Nella lettera inviata alle autorità 49 docenti delle scuole comunali di Lugano replicano al Municipio e parlano di limitazione della libertà d’espressione

“Come docenti, lavoriamo quotidianamente per promuovere, oltre al sapere, valori di giustizia e libertà, sviluppando il senso di responsabilità ed educando alla pace e agli ideali democratici”. Con queste parole inizia la lettera firmata da 49 insegnanti delle scuole comunali di Lugano e indirizzata al Municipio cittadino, con copia al Dipartimento dell’educazione, della cultura e dello sport, in risposta alla comunicazione municipale del 9 ottobre sulla lettera aperta del Plenum delle scuole medie di Viganello in solidarietà al popolo palestinese. I docenti rivendicano che “la scuola debba poter dialogare con la realtà sociale e culturale del tempo” e ricordano che “il Piano di studio della scuola dell’obbligo affida all’educazione civica, alla cittadinanza e alla democrazia il compito di analizzare le relazioni tra individui, gruppi e società, affrontando i temi della convivenza da una prospettiva storica, etica e politica”.
Secondo i firmatari, “la scuola non può chiudersi nel silenzio di fronte alle tragedie umane contemporanee: deve aprirsi al mondo, offrendo agli allievi strumenti di comprensione critica e morale”. Nella lettera viene presa posizione anche sul tema della neutralità, che “non può essere confusa con l’indifferenza: la neutralità politica non si traduce in neutralità morale. La neutralità intesa come silenzio innanzi alle ingiustizie è già di per sé una presa di posizione”.
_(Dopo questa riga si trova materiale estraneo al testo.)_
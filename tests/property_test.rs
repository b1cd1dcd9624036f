//! Property-based tests for the wallet invariants
//!
//! Random sequences of recharges and consumption edits must keep every
//! stored balance equal to the signed sum of its confirmed ledger.

use chrono::NaiveDate;
use mealwallet::application::{ServiceOptions, WalletService};
use mealwallet::domain::{
    Cents, ConsumptionEntry, ConsumptionId, ConsumptionUpdate, MealSelection, MealSlot,
    NewCustomer, PricingPolicy,
};
use proptest::prelude::*;
use tempfile::TempDir;

#[derive(Debug, Clone)]
enum Op {
    Recharge(Cents),
    Record(MealSelection),
    Update(usize, MealSelection),
    Delete(usize),
}

fn selection_strategy() -> impl Strategy<Value = MealSelection> {
    (any::<bool>(), any::<bool>(), 0u32..4, 0u32..4).prop_map(|(main, premium, rice, bread)| {
        MealSelection {
            has_main_meal: main,
            is_premium: premium,
            dish_name: None,
            extra_rice: rice,
            extra_bread: bread,
        }
    })
}

fn op_strategy() -> impl Strategy<Value = Op> {
    prop_oneof![
        (1i64..100_000).prop_map(Op::Recharge),
        selection_strategy().prop_map(Op::Record),
        (any::<usize>(), selection_strategy()).prop_map(|(i, s)| Op::Update(i, s)),
        any::<usize>().prop_map(Op::Delete),
    ]
}

proptest! {
    #![proptest_config(ProptestConfig::with_cases(24))]

    /// Property: after every operation the stored balance matches both the
    /// ledger and a model computed from the operations alone
    #[test]
    fn balance_always_matches_ledger(ops in prop::collection::vec(op_strategy(), 1..20)) {
        let rt = tokio::runtime::Runtime::new().unwrap();
        rt.block_on(async {
            let temp = TempDir::new()?;
            let service =
                WalletService::open(temp.path().join("prop.db"), ServiceOptions::default()).await?;
            let customer = service.open_account(NewCustomer::new("Asha")).await?;
            let pricing = PricingPolicy::default();
            let day = NaiveDate::from_ymd_opt(2024, 3, 2).unwrap();

            let mut expected: Cents = 0;
            let mut records: Vec<(ConsumptionId, Cents)> = Vec::new();

            for op in ops {
                match op {
                    Op::Recharge(amount) => {
                        service.recharge(customer.id, amount, None).await?;
                        expected += amount;
                    }
                    Op::Record(selection) => {
                        let cost = pricing.cost_of(&selection).unwrap();
                        let outcome = service
                            .record_consumption(ConsumptionEntry {
                                customer_id: customer.id,
                                service_date: day,
                                meal_slot: MealSlot::Lunch,
                                selection,
                            })
                            .await?;
                        prop_assert_eq!(outcome.record.total_cost, cost);
                        records.push((outcome.record.id, cost));
                        expected -= cost;
                    }
                    Op::Update(i, selection) => {
                        if records.is_empty() {
                            continue;
                        }
                        let idx = i % records.len();
                        let (id, old_cost) = records[idx];
                        let new_cost = pricing.cost_of(&selection).unwrap();
                        let outcome = service
                            .update_consumption(
                                id,
                                ConsumptionUpdate {
                                    meal_slot: MealSlot::Dinner,
                                    selection,
                                },
                            )
                            .await?;
                        prop_assert_eq!(outcome.transaction.is_none(), new_cost == old_cost);
                        records[idx].1 = new_cost;
                        expected += old_cost - new_cost;
                    }
                    Op::Delete(i) => {
                        if records.is_empty() {
                            continue;
                        }
                        let (id, cost) = records.remove(i % records.len());
                        let outcome = service.delete_consumption(id).await?;
                        prop_assert_eq!(outcome.record.total_cost, cost);
                        expected += cost;
                    }
                }

                let integrity = service.verify_account(customer.id).await?;
                prop_assert!(integrity.is_consistent());
                prop_assert_eq!(integrity.stored_balance, expected);
            }

            prop_assert!(service.check_integrity().await?.is_ok());
            service.close().await;
            Ok::<(), TestCaseError>(())
        })?;
    }

    /// Property: creating then deleting a record is an exact inverse
    #[test]
    fn create_then_delete_is_neutral(selection in selection_strategy(), start in 0i64..100_000) {
        let rt = tokio::runtime::Runtime::new().unwrap();
        rt.block_on(async {
            let temp = TempDir::new()?;
            let service =
                WalletService::open(temp.path().join("prop.db"), ServiceOptions::default()).await?;
            let customer = service.open_account(NewCustomer::new("Asha")).await?;
            if start > 0 {
                service.recharge(customer.id, start, None).await?;
            }

            let created = service
                .record_consumption(ConsumptionEntry {
                    customer_id: customer.id,
                    service_date: NaiveDate::from_ymd_opt(2024, 3, 2).unwrap(),
                    meal_slot: MealSlot::Lunch,
                    selection,
                })
                .await?;
            let deleted = service.delete_consumption(created.record.id).await?;

            prop_assert_eq!(deleted.balance, start);
            prop_assert_eq!(service.recorder().count_for_customer(customer.id).await?, 0);
            service.close().await;
            Ok::<(), TestCaseError>(())
        })?;
    }
}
I docenti esprimono inoltre preoccupazione anche per il tono usato dall’Esecutivo luganese: “Le parole del Municipio, pur forse animate da un intento di tutela istituzionale, hanno suscitato nel corpo docente la sensazione di una limitazione della libertà d’espressione. Il collegio dei docenti, come stabilito dall’articolo 37 della Legge della scuola, ha la facoltà di affrontare problemi politici e sindacali connessi con la professione”. E aggiungono: “Questo spazio di confronto e di riflessione è parte integrante della vitalità democratica della scuola pubblica”.
Per gli insegnanti, “educare significa aiutare a leggere la realtà, a riconoscere l’ingiustizia e a coltivare la responsabilità”. Citano la crisi umanitaria a Gaza, definita come tale da “istituzioni internazionali, tra cui la Corte Penale Internazionale”, per affermare che “una scuola che rifiuta di affrontare questi temi rischia di formare cittadini privi di pensiero morale”.
Nella loro riflessione gli insegnanti evocano un’idea di scuola che non si limita a trasmettere nozioni, ma coltiva coscienze: “Difendere la libertà di parola e la riflessione etica nella scuola significa, oggi più che mai, difendere la sua funzione più autentica: quella di educare alla consapevolezza, alla pace e alla dignità umana”.
Nelle righe finali, i firmatari esprimono “rammarico per il tono e i contenuti della comunicazione municipale, che ci hanno colpiti non solo come docenti, ma anche come dipendenti e collaboratori dell’Istituto scolastico”. E concludono: “Crediamo che un dialogo aperto e rispettoso tra istituzioni e scuola contribuisca a rafforzare il senso di appartenenza e di fiducia reciproca. È interesse comune tutelare questi valori, pilastri della nostra democrazia e del nostro mandato professionale”.